Perusahaan ingin mendapat sentimen positif dengan menghadirkan produk yang bebas bahan kimia berbahaya, meski senyawa yang digunakan tetap menghadirkan bahaya.
Bahan kimia bukan merupakan satu-satunya, tapi mencakup berbagai aspek berbeda. Bisa jadi klaim tes hewan percobaan, klaim bahan baku, klaim kemasan, atau bahkan pada proses produksinya.
Klaim tersebut memang terlihat bagus saat dipajang di kemasan produk, tapi ini tak berguna karena tiap produk bisa memberi klaim yang sama persis.
Contoh: CFC sudah dilarang beredar karena karena berbahaya bagi ozon. Jadi semua produk yang mengklaim ‘CFC free’ adalah greenwashing.

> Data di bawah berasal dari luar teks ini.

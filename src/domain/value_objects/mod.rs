//! # Value Objects
//!
//! Immutable identity types.
//!
//! - [`ProviderId`], [`ServiceType`]: string-based identifiers
//! - [`ProposalKey`]: join key over the two, with the [`Keyed`] trait

pub mod ids;
pub mod proposal_key;

pub use ids::{ProviderId, ServiceType};
pub use proposal_key::{Keyed, ProposalKey};
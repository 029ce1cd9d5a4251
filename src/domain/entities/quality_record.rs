//! # Quality Record Entity
//!
//! Opaque metrics payload published by the quality oracle.
//!
//! A record is a JSON object with a `proposalId` member pointing at the
//! proposal it describes. Everything else in the object is the metrics
//! payload, which this service forwards without interpretation.
//! A missing or null reference, or missing reference fields, decode as
//! empty strings; such a record is indexed under a key no proposal has.
//!
//! ```text
//! { "proposalId": { "providerId": "0xP1", "serviceType": "openvpn" },
//!   "connectCount": { "success": 10, "fail": 1 } }
//! ```
//!
//! # Examples
//!
//! ```
//! use proposal_discovery::domain::entities::QualityRecord;
//! use proposal_discovery::domain::value_objects::ProposalKey;
//! use serde_json::json;
//!
//! let record = QualityRecord::new(json!({
//!     "proposalId": {"providerId": "0xP1", "serviceType": "openvpn"},
//!     "latency": 42
//! }));
//!
//! let decoded = record.decode().unwrap();
//! assert_eq!(decoded.key(), &ProposalKey::new("0xP1", "openvpn"));
//! assert_eq!(decoded.payload(), &json!({"latency": 42}));
//! ```

use crate::domain::errors::{DecodeResult, QualityDecodeError};
use crate::domain::value_objects::{ProposalKey, ProviderId, ServiceType};
use serde::{Deserialize, Serialize};
use serde_json::Value;

/// Name of the member carrying the proposal reference.
pub const PROPOSAL_REFERENCE_FIELD: &str = "proposalId";

/// An undecoded quality record.
#[derive(Debug, Clone, PartialEq, Serialize, Deserialize)]
#[serde(transparent)]
pub struct QualityRecord(Value);

/// Reference embedded in a record.
#[derive(Debug, Default, Deserialize)]
#[serde(rename_all = "camelCase")]
struct ProposalReference {
    #[serde(default)]
    provider_id: Option<ProviderId>,
    #[serde(default)]
    service_type: Option<ServiceType>,
}

/// A record split into its join key and its metrics payload.
#[derive(Debug, Clone, PartialEq)]
pub struct DecodedQuality {
    key: ProposalKey,
    payload: Value,
}

impl DecodedQuality {
    /// Returns the join key.
    #[inline]
    #[must_use]
    pub fn key(&self) -> &ProposalKey {
        &self.key
    }

    /// Returns the metrics payload.
    #[inline]
    #[must_use]
    pub fn payload(&self) -> &Value {
        &self.payload
    }

    /// Splits into key and payload.
    #[must_use]
    pub fn into_parts(self) -> (ProposalKey, Value) {
        (self.key, self.payload)
    }
}

impl QualityRecord {
    /// Wraps a raw JSON value.
    #[must_use]
    pub fn new(raw: Value) -> Self {
        Self(raw)
    }

    /// Returns the raw JSON value.
    #[inline]
    #[must_use]
    pub fn raw(&self) -> &Value {
        &self.0
    }

    /// Decodes the proposal reference and strips it from the payload.
    ///
    /// # Errors
    ///
    /// - `NotAnObject` if the record is not a JSON object
    /// - `InvalidReference` if the reference is not an object or its
    ///   `providerId`/`serviceType` are not strings
    pub fn decode(&self) -> DecodeResult<DecodedQuality> {
        let mut payload = self
            .0
            .as_object()
            .cloned()
            .ok_or(QualityDecodeError::NotAnObject)?;

        let reference = match payload.remove(PROPOSAL_REFERENCE_FIELD) {
            None | Some(Value::Null) => ProposalReference::default(),
            Some(reference) => serde_json::from_value(reference)
                .map_err(|e| QualityDecodeError::invalid_reference(e.to_string()))?,
        };

        Ok(DecodedQuality {
            key: ProposalKey::new(
                reference.provider_id.unwrap_or_default(),
                reference.service_type.unwrap_or_default(),
            ),
            payload: Value::Object(payload),
        })
    }
}

impl From<Value> for QualityRecord {
    fn from(raw: Value) -> Self {
        Self::new(raw)
    }
}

Termasuk jenis trik greenwashing yang banyak diadopsi, red herring terjadi saat perusahaan membuat produk ramah lingkungan padahal apa yang dilakukan sebenarnya merusak lingkungan.
Produk yang dihasilkan mungkin ramah lingkungan, bahkan bisa dipakai ulang kali dan dapat terurai. Hanya saja, proses pembuatan produk ternyata merusak dan mencemari lingkungan.
Trik lain, produk mungkin tak ramah lingkungan sama sekali tapi kemasan yang dipakai bisa didaur ulang. Perusahaan lalu fokus pada aspek yang menjadi poin ramah lingkungan dari produk tersebut lalu mencoba mengkapitalisasi untuk mendapat sentimen positif dari konsumen.
Contoh: rokok organik yang dibungkus kemasan daur ulang tetap saja menghadirkan bahaya untuk lingkungan dan kesehatan.
Ini merupakan teknik greenwashing agar produk terlihat bagus di mata konsumen dengan menyelipkan istilah sustainable, tapi diksi yang dipilih rancu dan tak punya pesan jelas. Klaim ramah lingkungan ini tak bisa dibuktikan dalam bentuk apapun.
Trik paling umum yaitu menambah istilah eco-friendly pada tiap produknya. Ini jelas rancu mengingat ada banyak faktor yang terlibat dalam proses pembuatan produk ramah lingkungan.
Label ramah lingkungan tak bisa diverifikasi dan perusahaan tak bisa membuktikan saat diminta. Mereka mencoba menutup sebisa mungkin atau mengulur waktu agar tak harus membuktikan.
Jadi, lain kali saat mendapati produk diberi label eco-friendly, cari tahu bagian mana dari produk tersebut yang memenuhi prinsip ramah lingkungan.
Contoh: jangan langsung percaya pada semua produk yang dilabeli tulisan sustainable, biodegradable, non-toxic, dan eco-friendly. Starbuck mengklaim tutup gelasnya bisa didaur ulang, meski tidak!
Penerapan teknik greenwashing ini cukup sederhana, memajang satu produk ramah lingkungan untuk menarik atensi konsumen. Setelah umpan ini termakan, konsumen lalu disajikan semua lini produk yang sama sekali tak ramah lingkungan.
Biasanya, produk ramah lingkungan yang ditampilkan dibanderol mahal agar konsumen membeli produk lain yang tak ramah lingkungan.
Contoh: perusahaan pembuat tisu toilet menjual satu produk tisu ramah lingkungan dengan harga tinggi sehingga membuatnya terlihat premium sehingga konsumen memilih tisu biasa yang sebenarnya merusak lingkungan.